Edit: VRAM usage just went up to 1076MiB from startup to replying to this post. :(
Hi @thefirst1322 I have the same issue, and it is not specific to PopOS or NVIDIA hardware – I’ve been able to replicate it with Ubuntu and Arch on both NVIDIA and AMD hardware. The problem is that you are running a very high resolution – 4K is a high resolution to begin with, and with xrandr fractional scaling you are actually running at 5120x2880. Therefore it is not surprising that VRAM usage is high. Either switch to a lower resolution screen, or try KDE. In any case, with 8GB of VRAM I don’t think you need to worry yet.

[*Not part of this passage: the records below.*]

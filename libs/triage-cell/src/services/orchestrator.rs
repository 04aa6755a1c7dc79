//! Orchestrator: composes analyzer → gate → classifier → resolver → tiered
//! routing into one plan. Phase order is fixed; the gate alone opens the
//! routing phase.

use std::collections::{HashMap, HashSet};
use std::sync::Arc;

use serde_json::Value;
use tracing::{info, warn};
use uuid::Uuid;

use scheduling_cell::services::emergency::EmergencyFinder;
use scheduling_cell::services::routing::RoutingService;
use shared_config::AppConfig;
use shared_database::SupabaseClient;

use crate::models::{
    ActionType, ChatMessage, Clarification, ClarificationIssue, ClinicalIssue, IntentResult,
    OrchestrationPlan, RoutedIssue, SuggestedAction, TriageError, Urgency,
};
use crate::services::classifier::{classify, ConditionKey};
use crate::services::gate;
use crate::services::intent::IntentAnalyzer;
use crate::services::llm::LlmClient;
use crate::services::resolver::{display_name_for, ProcedureResolver};

pub struct OrchestrationService {
    analyzer: IntentAnalyzer,
    resolver: ProcedureResolver,
    routing: RoutingService,
    emergency: EmergencyFinder,
}

impl OrchestrationService {
    pub fn new(config: &AppConfig) -> Self {
        let supabase = Arc::new(SupabaseClient::new(config));
        Self {
            analyzer: IntentAnalyzer::new(config),
            resolver: ProcedureResolver::new(Arc::clone(&supabase)),
            routing: RoutingService::new(Arc::clone(&supabase)),
            emergency: EmergencyFinder::new(supabase),
        }
    }

    /// Deterministic LLM injection point for tests.
    pub fn with_llm(config: &AppConfig, llm: Arc<dyn LlmClient>) -> Self {
        let supabase = Arc::new(SupabaseClient::new(config));
        Self {
            analyzer: IntentAnalyzer::with_llm(llm),
            resolver: ProcedureResolver::new(Arc::clone(&supabase)),
            routing: RoutingService::new(Arc::clone(&supabase)),
            emergency: EmergencyFinder::new(supabase),
        }
    }

    /// The single entry point: analyze the turn, then orchestrate it.
    pub async fn run(
        &self,
        text: &str,
        history: &[ChatMessage],
        structured_answers: &HashMap<String, Value>,
        prior_issues: Vec<ClinicalIssue>,
        tenant_id: Option<Uuid>,
        auth_token: &str,
    ) -> Result<OrchestrationPlan, TriageError> {
        let intent = self
            .analyzer
            .analyze(text, history, structured_answers, prior_issues)
            .await;
        self.orchestrate(intent, tenant_id, auth_token).await
    }

    pub async fn orchestrate(
        &self,
        intent: IntentResult,
        tenant_id: Option<Uuid>,
        auth_token: &str,
    ) -> Result<OrchestrationPlan, TriageError> {
        // ── Phase 0: emergency override ─────────────────────────────────
        let gate_escalation = intent.issues.iter().any(gate::must_escalate);
        if intent.safety_flag
            || intent.overall_urgency == Urgency::Emergency
            || intent.action_type == ActionType::Escalate
            || gate_escalation
        {
            // Resolving the emergency procedure validates the tenant's
            // catalog even though the finder itself books a bare triage block.
            if self
                .resolver
                .resolve(ConditionKey::Emergency, tenant_id, auth_token)
                .await?
                .is_none()
            {
                warn!("Tenant {:?} has no Emergency Triage procedure", tenant_id);
            }

            let emergency_slot = match self.emergency.find_earliest(tenant_id, auth_token).await {
                Ok(slot) => slot,
                Err(e) => {
                    warn!("Emergency slot search failed: {}", e);
                    None
                }
            };

            return Ok(OrchestrationPlan {
                is_emergency: true,
                overall_urgency: Urgency::Emergency,
                issues: intent.issues,
                routed_issues: Vec::new(),
                suggested_action: SuggestedAction::Escalate,
                combined_visit_possible: false,
                patient_sentiment: intent.patient_sentiment,
                clarification_questions: Vec::new(),
                clarification: None,
                emergency_slots: emergency_slot,
            });
        }

        // ── Phase 1: non-clinical intents ───────────────────────────────
        if matches!(
            intent.action_type,
            ActionType::Greeting | ActionType::SmallTalk
        ) {
            return Ok(OrchestrationPlan {
                is_emergency: false,
                overall_urgency: Urgency::Low,
                issues: intent.issues,
                suggested_action: if intent.action_type == ActionType::Greeting {
                    SuggestedAction::Greeting
                } else {
                    SuggestedAction::SmallTalk
                },
                patient_sentiment: intent.patient_sentiment,
                ..Default::default()
            });
        }

        // ── Phase 2: the clinical gate ──────────────────────────────────
        let mut issues = intent.issues;
        for issue in &mut issues {
            gate::assess_completeness(issue);
            gate::prune_answered(issue);
        }

        let gate_closed = issues.is_empty()
            || issues.iter().any(|i| !gate::route_permitted(i))
            || intent.requires_clarification;

        if gate_closed {
            let mut questions: Vec<String> = Vec::new();
            for issue in &issues {
                if let Some(q) = gate::next_question(issue) {
                    if !questions.iter().any(|existing| existing == q) {
                        questions.push(q.to_string());
                    }
                }
            }
            if questions.is_empty() {
                questions = intent.clarification_questions.clone();
            }
            if questions.is_empty() {
                questions.push("Could you describe your symptoms in more detail?".to_string());
            }

            let clarification_issues: Vec<ClarificationIssue> = issues
                .iter()
                .enumerate()
                .filter(|(_, i)| !i.missing_clinical_elements.is_empty())
                .map(|(idx, i)| ClarificationIssue {
                    issue_id: format!("issue_{}", idx + 1),
                    summary: i.symptom_cluster.clone(),
                    missing_fields: i.missing_clinical_elements.clone(),
                    status: "Incomplete".to_string(),
                    missing_elements: i.missing_clinical_elements.clone(),
                })
                .collect();

            return Ok(OrchestrationPlan {
                is_emergency: false,
                overall_urgency: intent.overall_urgency,
                issues,
                suggested_action: SuggestedAction::Clarify,
                patient_sentiment: intent.patient_sentiment,
                clarification_questions: questions,
                clarification: Some(Clarification {
                    issues: clarification_issues,
                    mode: "CLINICAL_INTAKE".to_string(),
                }),
                ..Default::default()
            });
        }

        // ── Phase 3: classify → resolve → route, per issue ──────────────
        let mut routed_issues = Vec::with_capacity(issues.len());
        for (idx, issue) in issues.iter().enumerate() {
            let (condition, triggers) = classify(issue);
            info!(
                "Issue {} classified as '{}' (triggers: {:?})",
                idx,
                condition.as_str(),
                triggers
            );

            let procedure = self.resolver.resolve(condition, tenant_id, auth_token).await?;

            let routed = match procedure {
                Some(proc) => {
                    let needs_sedation = issue.requires_sedation || proc.requires_anesthetist;
                    let slots = self
                        .routing
                        .find_with_fallback(&proc, needs_sedation, None, None, tenant_id, auth_token)
                        .await?;
                    let specialist = self
                        .resolver
                        .specialist_type(&proc, condition, auth_token)
                        .await;

                    RoutedIssue {
                        issue_index: idx,
                        symptom_cluster: issue.symptom_cluster.clone(),
                        urgency: issue.urgency,
                        specialist_type: specialist,
                        procedure_id: Some(proc.proc_id),
                        procedure_name: display_name_for(condition).to_string(),
                        appointment_type: if proc.consult_duration_minutes > 0 {
                            "Extended Evaluation Appointment".to_string()
                        } else {
                            "Specialist Consultation".to_string()
                        },
                        duration_minutes: proc.base_duration_minutes,
                        consult_minutes: proc.consult_duration_minutes,
                        reasoning_triggers: triggers,
                        room_capability: proc.required_room_capability.clone(),
                        requires_sedation: needs_sedation,
                        requires_anesthetist: proc.requires_anesthetist,
                        fallback_tier: slots.tier,
                        fallback_note: slots.note.clone(),
                        slots: Some(slots),
                        error: None,
                    }
                }
                None => RoutedIssue {
                    issue_index: idx,
                    symptom_cluster: issue.symptom_cluster.clone(),
                    urgency: issue.urgency,
                    specialist_type: "General Dentist".to_string(),
                    procedure_id: None,
                    procedure_name: display_name_for(condition).to_string(),
                    appointment_type: "Specialist Consultation".to_string(),
                    duration_minutes: 30,
                    consult_minutes: 0,
                    reasoning_triggers: triggers,
                    room_capability: None,
                    requires_sedation: issue.requires_sedation,
                    requires_anesthetist: false,
                    slots: None,
                    fallback_tier: 0,
                    fallback_note: None,
                    error: Some("Procedure resolution failed".to_string()),
                },
            };
            routed_issues.push(routed);
        }

        // ── Phase 4: combiner ───────────────────────────────────────────
        let combined_visit_possible = !routed_issues.is_empty()
            && routed_issues
                .iter()
                .all(|r| r.slots.as_ref().is_some_and(|s| s.has_slots()))
            && {
                let mut shared: Option<HashSet<Uuid>> = None;
                for routed in &routed_issues {
                    let clinics = routed
                        .slots
                        .as_ref()
                        .map(|s| s.clinic_ids())
                        .unwrap_or_default();
                    shared = Some(match shared {
                        Some(acc) => acc.intersection(&clinics).copied().collect(),
                        None => clinics,
                    });
                }
                shared.map(|s| !s.is_empty()).unwrap_or(false)
            };

        // ── Phase 5: deterministic urgency roll-up ──────────────────────
        let overall_urgency = routed_issues
            .iter()
            .map(|r| r.urgency)
            .max()
            .unwrap_or(intent.overall_urgency);

        let all_resolved =
            !routed_issues.is_empty() && routed_issues.iter().all(|r| r.procedure_id.is_some());

        Ok(OrchestrationPlan {
            is_emergency: false,
            overall_urgency,
            issues,
            routed_issues,
            suggested_action: if all_resolved {
                SuggestedAction::Orchestrate
            } else {
                SuggestedAction::Clarify
            },
            combined_visit_possible,
            patient_sentiment: intent.patient_sentiment,
            clarification_questions: Vec::new(),
            clarification: None,
            emergency_slots: None,
        })
    }
}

I am experiencing exactly same issue. I have 2 notebook running Ubuntu 20.04 and their resolution are 1920x1080 and xorg uses 24G virtual memory on start. Switching back to open source non NVIDIA driver does not have sure issue, but I need to use NVIDIA driver for our AI development. I believe the resolution is not the only factor.
This is still an issue for me on Ubuntu 22.04.1 (RTX 2060, driver version 515.76). Any suggestions please? I’d like to give as much VRAM as possible to CUDA, not Xorg.